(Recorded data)
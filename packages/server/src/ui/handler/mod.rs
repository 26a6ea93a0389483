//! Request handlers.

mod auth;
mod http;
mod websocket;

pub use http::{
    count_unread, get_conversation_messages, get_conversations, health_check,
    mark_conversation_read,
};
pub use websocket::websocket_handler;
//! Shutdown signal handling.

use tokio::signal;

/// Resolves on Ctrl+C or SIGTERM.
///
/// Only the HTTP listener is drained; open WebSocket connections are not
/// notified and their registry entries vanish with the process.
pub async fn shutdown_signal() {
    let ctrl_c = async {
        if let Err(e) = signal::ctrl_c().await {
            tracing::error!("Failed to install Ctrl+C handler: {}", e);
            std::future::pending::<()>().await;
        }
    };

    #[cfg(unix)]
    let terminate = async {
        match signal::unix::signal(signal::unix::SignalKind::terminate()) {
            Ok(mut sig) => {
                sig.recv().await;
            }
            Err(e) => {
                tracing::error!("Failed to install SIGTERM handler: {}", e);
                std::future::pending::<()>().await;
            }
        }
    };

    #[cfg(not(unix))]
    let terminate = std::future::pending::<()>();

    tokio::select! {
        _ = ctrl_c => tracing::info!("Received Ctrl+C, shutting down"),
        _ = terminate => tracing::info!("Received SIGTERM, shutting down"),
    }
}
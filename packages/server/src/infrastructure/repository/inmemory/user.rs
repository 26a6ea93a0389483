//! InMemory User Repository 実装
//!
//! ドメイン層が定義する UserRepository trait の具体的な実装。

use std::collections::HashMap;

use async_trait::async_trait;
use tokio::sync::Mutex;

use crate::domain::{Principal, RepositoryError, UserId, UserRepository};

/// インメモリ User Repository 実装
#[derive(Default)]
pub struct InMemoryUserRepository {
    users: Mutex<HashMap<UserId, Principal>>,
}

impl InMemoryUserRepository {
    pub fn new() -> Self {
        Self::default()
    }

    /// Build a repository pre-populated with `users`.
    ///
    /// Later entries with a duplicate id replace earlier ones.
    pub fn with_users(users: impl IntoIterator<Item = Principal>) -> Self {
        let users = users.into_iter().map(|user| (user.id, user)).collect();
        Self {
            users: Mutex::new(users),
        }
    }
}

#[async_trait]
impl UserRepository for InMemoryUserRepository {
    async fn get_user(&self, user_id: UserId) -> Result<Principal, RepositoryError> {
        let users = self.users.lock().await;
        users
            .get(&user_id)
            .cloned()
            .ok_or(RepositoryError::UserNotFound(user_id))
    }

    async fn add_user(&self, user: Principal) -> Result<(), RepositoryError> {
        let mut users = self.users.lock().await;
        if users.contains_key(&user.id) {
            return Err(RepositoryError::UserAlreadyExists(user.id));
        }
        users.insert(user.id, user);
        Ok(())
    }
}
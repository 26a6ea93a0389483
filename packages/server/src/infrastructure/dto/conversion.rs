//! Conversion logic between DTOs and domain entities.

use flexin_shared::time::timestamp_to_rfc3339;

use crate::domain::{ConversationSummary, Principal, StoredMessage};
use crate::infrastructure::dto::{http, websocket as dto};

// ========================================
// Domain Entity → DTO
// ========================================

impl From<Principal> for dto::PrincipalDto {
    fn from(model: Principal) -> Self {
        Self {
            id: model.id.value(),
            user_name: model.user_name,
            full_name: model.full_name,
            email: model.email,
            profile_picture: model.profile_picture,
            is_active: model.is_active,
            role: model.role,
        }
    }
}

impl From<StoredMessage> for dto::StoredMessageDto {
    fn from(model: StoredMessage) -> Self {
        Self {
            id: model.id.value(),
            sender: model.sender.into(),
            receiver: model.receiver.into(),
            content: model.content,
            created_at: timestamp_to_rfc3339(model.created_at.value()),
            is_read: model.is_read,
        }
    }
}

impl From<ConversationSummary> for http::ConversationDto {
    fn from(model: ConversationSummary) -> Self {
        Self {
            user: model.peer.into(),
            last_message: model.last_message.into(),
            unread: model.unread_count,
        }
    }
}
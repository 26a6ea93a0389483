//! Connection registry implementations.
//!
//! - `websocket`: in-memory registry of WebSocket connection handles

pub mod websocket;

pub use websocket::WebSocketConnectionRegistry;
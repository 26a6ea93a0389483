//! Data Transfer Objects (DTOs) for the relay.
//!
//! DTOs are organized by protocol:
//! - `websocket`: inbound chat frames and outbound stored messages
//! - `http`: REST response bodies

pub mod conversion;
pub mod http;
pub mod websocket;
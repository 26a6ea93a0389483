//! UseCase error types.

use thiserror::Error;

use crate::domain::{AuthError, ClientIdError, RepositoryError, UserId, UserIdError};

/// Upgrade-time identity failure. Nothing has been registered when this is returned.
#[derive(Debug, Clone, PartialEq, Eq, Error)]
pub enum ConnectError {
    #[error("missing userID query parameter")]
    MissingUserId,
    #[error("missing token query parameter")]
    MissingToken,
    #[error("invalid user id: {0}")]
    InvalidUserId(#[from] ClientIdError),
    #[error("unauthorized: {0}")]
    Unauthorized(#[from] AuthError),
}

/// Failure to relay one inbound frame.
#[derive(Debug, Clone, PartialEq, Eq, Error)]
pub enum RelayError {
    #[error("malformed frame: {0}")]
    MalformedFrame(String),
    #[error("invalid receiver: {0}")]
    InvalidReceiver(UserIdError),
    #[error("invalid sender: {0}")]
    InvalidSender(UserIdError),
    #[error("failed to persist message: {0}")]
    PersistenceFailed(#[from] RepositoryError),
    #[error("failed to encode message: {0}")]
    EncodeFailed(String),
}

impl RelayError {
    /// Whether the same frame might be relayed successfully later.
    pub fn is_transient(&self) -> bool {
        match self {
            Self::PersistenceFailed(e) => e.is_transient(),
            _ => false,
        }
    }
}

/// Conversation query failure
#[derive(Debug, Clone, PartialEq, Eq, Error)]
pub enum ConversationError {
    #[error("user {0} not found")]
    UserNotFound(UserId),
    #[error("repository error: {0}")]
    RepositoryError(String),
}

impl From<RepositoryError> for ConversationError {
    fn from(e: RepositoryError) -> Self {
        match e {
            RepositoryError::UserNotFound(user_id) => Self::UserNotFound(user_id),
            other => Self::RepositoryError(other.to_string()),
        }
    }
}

What to work on ::
For the string "filename", filter the data and copy out each line where it occurs.

Output ::
filename packages/server/src/ui/handler/mod.rs
filename packages/server/src/infrastructure/repository/inmemory/user.rs
filename packages/server/src/infrastructure/dto/conversion.rs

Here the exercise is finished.